Saying he was "outraged" by a Newsday story Sunday that reported gross inaccuracies in residential assessment data, Nassau Legis. Fran Becker (R-Lynbrook) said he plans to ask the county Legislature to investigate the reassessment and its multimillion-dollar price tag.

"This is an abuse of taxpayer money," Becker said, adding that he will send a letter to Presiding Officer Peter Schmitt (R-Massapequa) requesting a legislative probe and referencing Newsday's findings.

A Schmitt spokeswoman said Schmitt had not yet received Becker's letter and could not comment.

Also in response to the Newsday story, Mangano said Tuesday he planned to create better standardized practices in the county's assessment system. "Part of the dysfunction is how assessment data is collected and maintained," he said.

The two moves come in the wake of a Newsday investigation Sunday that found about 10,000 potential errors in just one category of Nassau's tax assessment database.

While Nassau County Assessor Ted Jankowski said the mistakes, all related to the number of bathrooms and additional plumbing fixtures, likely don't affect assessed value, others suggested they might have an impact. The mistakes likely occurred either during inputting before the countywide reassessment, or when the department switched from one software system to another during the reassessment, experts said.

County records show that Nassau has spent $61.48 million on outside vendors and consultants since 2000 for the reassessment, along with upgrades and support for the department's computer systems.

Despite efforts now to make assessment reform a top priority, Deputy County Executive Patrick Foye said correcting the thousands of data errors is not going to be a "simple fix."

"The county's assessment system needs to be both accurate and transparent," said Foye, who is heading the effort to reform the system. "There are significant shortcomings in both areas."

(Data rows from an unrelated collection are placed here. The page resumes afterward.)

use axum::{
    body::{to_bytes, Body},
    http::{Request, StatusCode},
};
use serde_json::json;
use tower::ServiceExt;

use grimoire_server::app;
use grimoire_server::models::game::{GamePhase, GameState};
use grimoire_server::state::AppState;
use grimoire_server::utils::test_setup::setup_test_env;

fn command_request(room_id: &str, actor: serde_json::Value, command: serde_json::Value) -> Request<Body> {
    let body = json!({ "actor": actor, "command": command });
    Request::builder()
        .method("POST")
        .uri(format!("/api/game/{room_id}/command"))
        .header("Content-Type", "application/json")
        .body(Body::from(body.to_string()))
        .unwrap()
}

fn storyteller() -> serde_json::Value {
    json!({"user_id": "st", "user_name": "Host", "is_storyteller": true})
}

async fn create_room(app: &axum::Router, seat_count: usize) -> String {
    let request = Request::builder()
        .method("POST")
        .uri("/api/room/create")
        .header("Content-Type", "application/json")
        .body(Body::from(json!({"seat_count": seat_count}).to_string()))
        .unwrap();

    let response = app.clone().oneshot(request).await.unwrap();
    assert_eq!(response.status(), StatusCode::OK);

    let body = to_bytes(response.into_body(), usize::MAX).await.unwrap();
    let body_str = String::from_utf8(body.to_vec()).unwrap();
    body_str
        .replace("\"Room created with ID: ", "")
        .replace("\"", "")
}

async fn fetch_state(app: &axum::Router, room_id: &str, query: &str) -> GameState {
    let request = Request::builder()
        .method("GET")
        .uri(format!("/api/game/{room_id}/state{query}"))
        .body(Body::empty())
        .unwrap();
    let response = app.clone().oneshot(request).await.unwrap();
    assert_eq!(response.status(), StatusCode::OK);
    let body = to_bytes(response.into_body(), usize::MAX).await.unwrap();
    serde_json::from_slice(&body).unwrap()
}

#[tokio::test]
async fn test_create_room() {
    setup_test_env();
    let app = app::create_app();

    let request = Request::builder()
        .method("POST")
        .uri("/api/room/create")
        .body(Body::empty())
        .unwrap();

    let response = app.oneshot(request).await.unwrap();
    assert_eq!(response.status(), StatusCode::OK);

    let body = to_bytes(response.into_body(), usize::MAX).await.unwrap();
    let body_str = String::from_utf8(body.to_vec()).unwrap();
    assert!(body_str.contains("Room created with ID:"));
}

#[tokio::test]
async fn test_join_and_fetch_state() {
    setup_test_env();
    let app = app::create_app();
    let room_id = create_room(&app, 7).await;

    let join = command_request(
        &room_id,
        json!({"user_id": "u1", "user_name": "Alice"}),
        json!({"op": "join_seat", "seat_id": 0}),
    );
    let response = app.clone().oneshot(join).await.unwrap();
    assert_eq!(response.status(), StatusCode::OK);

    let state = fetch_state(&app, &room_id, "?user_id=u1&user_name=Alice").await;
    assert_eq!(state.seats.len(), 7);
    assert_eq!(state.seats[0].user_id.as_deref(), Some("u1"));
}

#[tokio::test]
async fn test_role_secrecy_over_http() {
    setup_test_env();
    let app = app::create_app();
    let room_id = create_room(&app, 7).await;

    for i in 0..7 {
        let join = command_request(
            &room_id,
            json!({"user_id": format!("u{i}"), "user_name": format!("Player {i}")}),
            json!({"op": "join_seat", "seat_id": i}),
        );
        app.clone().oneshot(join).await.unwrap();
    }
    let assign = command_request(
        &room_id,
        storyteller(),
        json!({"op": "assign_role", "seat_id": 0, "role_id": "drunk"}),
    );
    app.clone().oneshot(assign).await.unwrap();

    // 本人: 見かけの役職だけが見える
    let own = fetch_state(&app, &room_id, "?user_id=u0").await;
    assert!(own.seats[0].real_role_id.is_none());
    let seen = own.seats[0].seen_role_id.clone().unwrap();
    assert_ne!(seen, "drunk");

    // 他人: 何も見えない
    let other = fetch_state(&app, &room_id, "?user_id=u1").await;
    assert!(other.seats[0].seen_role_id.is_none());

    // 説書人: すべて見える
    let st = fetch_state(&app, &room_id, "?user_id=st&storyteller=true").await;
    assert_eq!(st.seats[0].real_role_id.as_deref(), Some("drunk"));
}

#[tokio::test]
async fn test_voting_flow_over_http() {
    setup_test_env();
    let state = AppState::new();
    let app = app::create_app_with_state(state);
    let room_id = create_room(&app, 7).await;

    for i in 0..7 {
        let join = command_request(
            &room_id,
            json!({"user_id": format!("u{i}"), "user_name": format!("Player {i}")}),
            json!({"op": "join_seat", "seat_id": i}),
        );
        app.clone().oneshot(join).await.unwrap();
    }

    let start = command_request(
        &room_id,
        storyteller(),
        json!({"op": "start_vote", "nominator_seat_id": 0, "nominee_seat_id": 1}),
    );
    app.clone().oneshot(start).await.unwrap();

    // 4人が挙手（必要票数ちょうど）
    for i in 2..6 {
        let hand = command_request(
            &room_id,
            json!({"user_id": format!("u{i}"), "user_name": format!("Player {i}")}),
            json!({"op": "toggle_hand", "seat_id": i}),
        );
        app.clone().oneshot(hand).await.unwrap();
    }

    let close = command_request(&room_id, storyteller(), json!({"op": "close_vote"}));
    app.clone().oneshot(close).await.unwrap();

    let snapshot = fetch_state(&app, &room_id, "?user_id=st&storyteller=true").await;
    assert_eq!(snapshot.vote_history.len(), 1);
    assert_eq!(snapshot.vote_history[0].vote_count, 4);
    assert!(snapshot.voting.is_none());
}

#[tokio::test]
async fn test_demon_death_ends_game_over_http() {
    setup_test_env();
    let app = app::create_app();
    let room_id = create_room(&app, 7).await;

    for i in 0..7 {
        let join = command_request(
            &room_id,
            json!({"user_id": format!("u{i}"), "user_name": format!("Player {i}")}),
            json!({"op": "join_seat", "seat_id": i}),
        );
        app.clone().oneshot(join).await.unwrap();
    }
    let assign = command_request(
        &room_id,
        storyteller(),
        json!({"op": "assign_role", "seat_id": 0, "role_id": "imp"}),
    );
    app.clone().oneshot(assign).await.unwrap();

    let kill = command_request(&room_id, storyteller(), json!({"op": "toggle_dead", "seat_id": 0}));
    app.clone().oneshot(kill).await.unwrap();

    let snapshot = fetch_state(&app, &room_id, "?user_id=st&storyteller=true").await;
    assert!(snapshot.game_over.is_over);
    assert!(!snapshot.game_over.reason.is_empty());
}

#[tokio::test]
async fn test_phase_transitions_over_http() {
    setup_test_env();
    let app = app::create_app();
    let room_id = create_room(&app, 7).await;

    let night = command_request(
        &room_id,
        storyteller(),
        json!({"op": "set_phase", "phase": "NIGHT"}),
    );
    app.clone().oneshot(night).await.unwrap();

    let snapshot = fetch_state(&app, &room_id, "?user_id=st&storyteller=true").await;
    assert_eq!(snapshot.phase, GamePhase::Night);
    assert_eq!(snapshot.round_info.night_count, 1);

    // プレイヤーはフェーズを変えられない
    let illegal = command_request(
        &room_id,
        json!({"user_id": "u1", "user_name": "Alice"}),
        json!({"op": "set_phase", "phase": "DAY"}),
    );
    let response = app.clone().oneshot(illegal).await.unwrap();
    assert_eq!(response.status(), StatusCode::OK);

    let snapshot = fetch_state(&app, &room_id, "?user_id=st&storyteller=true").await;
    assert_eq!(snapshot.phase, GamePhase::Night);
}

Becker said he wants to know why the older Wang computer system is still being used, why the data are unreliable and how the information in the computer system was acquired and inputted.

"The disparities and mistakes are beyond anything anyone could imagine after spending $40 [million] to $50 million for reassessment," Becker said. "The taxpayers have the right to know where their money went, why their reassessment wasn't done properly and why they cannot rely on the value placed on their home and that they will be taxed correctly."

When Democrats were in control of the legislature, Becker had asked then-Presiding Officer Diane Yatauro to hold a hearing into reassessment to determine if the county had received its money's worth. But Yatauro denied the request, saying Jankowski was appointed by then-County Executive Thomas Suozzi to fix the assessment system problems.